Your World Heavyweight Champion, Civilizer
Mike Tyson. Muhammad Ali. Alice Cooper. Pamela Anderson. Lawrence Taylor. Donald Trump. The Fridge. The San Diego Chicken. OZZY OSBOURNE!
Yes, Wrestlemania has a long, proud, and impressive list of celebrities who have graced its bill. So anybody mind telling me what the hell is the deal with World Wrestling Entertainment announcing Kim Kardashian as the official “guest hostess” of Wrestlemania XXIV? Kim Kardashian? Is no institution sacred?
I can absorb the body blow that was Diablo Cody’s “Best Original Screenplay” Oscar, and if the Rock and Roll Hall of Fame wants to defy all logic and good taste and enshrine a banal pop singer who managed to sustain most of her early career with nudism, fine. BUT LEAVE WRESTLEMANIA ALONE!!
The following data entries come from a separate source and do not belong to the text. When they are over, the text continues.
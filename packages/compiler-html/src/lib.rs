//! # Pagesmith HTML Compiler
//!
//! Compiles a document and theme into one standalone page: doctype, head
//! with SEO metadata and the embedded stylesheet, one `<section>` per
//! document section in order, and the inline tracking script.
//!
//! ```rust,ignore
//! use pagesmith_compiler_html::{compile, CompileOptions};
//!
//! let page = compile(&document, &theme, &CompileOptions::default())?;
//! std::fs::write("index.html", page.markup)?;
//! ```
//!
//! Sections whose type has no renderer compile to a visible notice instead
//! of failing the page.

mod compiler;
mod elements;
mod markup;
mod sections;
mod tracking;

pub use compiler::{
    compile, compile_section, CompileError, CompileOptions, CompiledPage,
    DEFAULT_ANALYTICS_ENDPOINT,
};
pub use markup::escape_html;
//! The JSON export envelope.
//!
//! An export is a lossless snapshot of a document and its theme, distinct
//! from the compiled page. Import validates the whole envelope up front so
//! callers can refuse to persist anything that would not load back.

use crate::{Document, GlobalStyles, Locale, Section, Theme, ValidationError};
use chrono::{DateTime, Utc};
use serde::{Deserialize, Serialize};
use serde_json::Value;
use std::collections::HashSet;

pub const EXPORT_VERSION: &str = "1.0.0";

#[derive(Debug, Clone, PartialEq, Serialize, Deserialize)]
#[serde(rename_all = "camelCase")]
pub struct ExportMetadata {
    pub exported_at: DateTime<Utc>,
    #[serde(default, alias = "pageId", skip_serializing_if = "Option::is_none")]
    pub document_id: Option<String>,
}

#[derive(Debug, Clone, PartialEq, Serialize, Deserialize)]
#[serde(rename_all = "camelCase")]
pub struct ExportedPage {
    pub version: String,
    pub sections: Vec<Section>,
    #[serde(default, skip_serializing_if = "Option::is_none")]
    pub global_styles: Option<GlobalStyles>,
    pub theme: Theme,
    pub metadata: ExportMetadata,
}

impl ExportedPage {
    pub fn new(
        document: &Document,
        theme: &Theme,
        document_id: Option<&str>,
        exported_at: DateTime<Utc>,
    ) -> Self {
        Self {
            version: EXPORT_VERSION.to_string(),
            sections: document.sections.clone(),
            global_styles: document.global_styles.clone(),
            theme: theme.clone(),
            metadata: ExportMetadata {
                exported_at,
                document_id: document_id.map(str::to_string),
            },
        }
    }

    /// Split into a normalized document and its theme
    pub fn into_parts(self) -> (Document, Theme) {
        let mut document = Document {
            sections: self.sections,
            global_styles: self.global_styles,
        };
        document.normalize();
        (document, self.theme)
    }
}

/// Pretty-printed export envelope stamped with the current time
pub fn export_to_json(
    document: &Document,
    theme: &Theme,
    document_id: Option<&str>,
) -> serde_json::Result<String> {
    let exported = ExportedPage::new(document, theme, document_id, Utc::now());
    serde_json::to_string_pretty(&exported)
}

/// Parse and fully validate an export envelope.
///
/// Checks, in order: valid JSON object, a `sections` array, a theme, and
/// for every section an `id`, `type`, `order` and non-null content for
/// both locales that fits the section type's schema. Section and element
/// ids must not repeat anywhere in the document.
pub fn import_from_json(json: &str) -> Result<ExportedPage, ValidationError> {
    let value: Value =
        serde_json::from_str(json).map_err(|e| ValidationError::Malformed(e.to_string()))?;
    let Value::Object(mut envelope) = value else {
        return Err(ValidationError::Malformed("expected a JSON object".to_string()));
    };

    let raw_sections = match envelope.remove("sections") {
        Some(Value::Array(sections)) => sections,
        _ => return Err(ValidationError::MissingSections),
    };

    let theme = match envelope.remove("theme") {
        None | Some(Value::Null) => return Err(ValidationError::MissingTheme),
        Some(theme) => serde_json::from_value::<Theme>(theme)
            .map_err(|e| ValidationError::InvalidTheme(e.to_string()))?,
    };

    let mut sections = Vec::with_capacity(raw_sections.len());
    for (index, raw) in raw_sections.into_iter().enumerate() {
        check_section_fields(index, &raw)?;
        sections.push(Section::from_value(raw)?);
    }
    check_unique_ids(&sections)?;

    let global_styles = match envelope.remove("globalStyles") {
        None | Some(Value::Null) => None,
        Some(styles) => Some(
            serde_json::from_value(styles).map_err(|e| ValidationError::Malformed(e.to_string()))?,
        ),
    };

    let version = match envelope.remove("version") {
        Some(Value::String(version)) => version,
        _ => EXPORT_VERSION.to_string(),
    };

    let metadata = match envelope.remove("metadata") {
        Some(metadata) => serde_json::from_value(metadata)
            .map_err(|e| ValidationError::Malformed(format!("metadata: {}", e)))?,
        None => ExportMetadata {
            exported_at: Utc::now(),
            document_id: None,
        },
    };

    Ok(ExportedPage {
        version,
        sections,
        global_styles,
        theme,
        metadata,
    })
}

fn check_section_fields(index: usize, raw: &Value) -> Result<(), ValidationError> {
    let missing = |field| ValidationError::MissingSectionField { index, field };

    if !raw.is_object() {
        return Err(ValidationError::Malformed(format!(
            "section at index {} is not an object",
            index
        )));
    }

    for field in ["id", "type", "order"] {
        if raw.get(field).map_or(true, Value::is_null) {
            return Err(missing(field));
        }
    }

    let section_id = raw["id"].as_str().unwrap_or_default().to_string();
    for locale in Locale::ALL {
        let present = raw
            .get("content")
            .and_then(|c| c.get(locale.code()))
            .map_or(false, |v| !v.is_null());
        if !present {
            return Err(ValidationError::MissingLocale {
                section_id,
                locale,
            });
        }
    }

    Ok(())
}

fn check_unique_ids(sections: &[Section]) -> Result<(), ValidationError> {
    let mut seen = HashSet::new();
    let ids = sections.iter().flat_map(|section| {
        std::iter::once(&section.id).chain(section.elements.iter().map(|e| &e.id))
    });
    for id in ids {
        if !seen.insert(id.as_str()) {
            return Err(ValidationError::DuplicateId(id.clone()));
        }
    }
    Ok(())
}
Those who have wedged themselves into the public eye on no merits other than being caught on tape having sex with a rapper and having a butt larger than the rest of her body would seem to require can dirty up lesser events like, say, the Boston Pops all they like, but should NOT be allowed anywhere near Wrestlemania. For shame, Vincent Kennedy McMahon. For shame sir.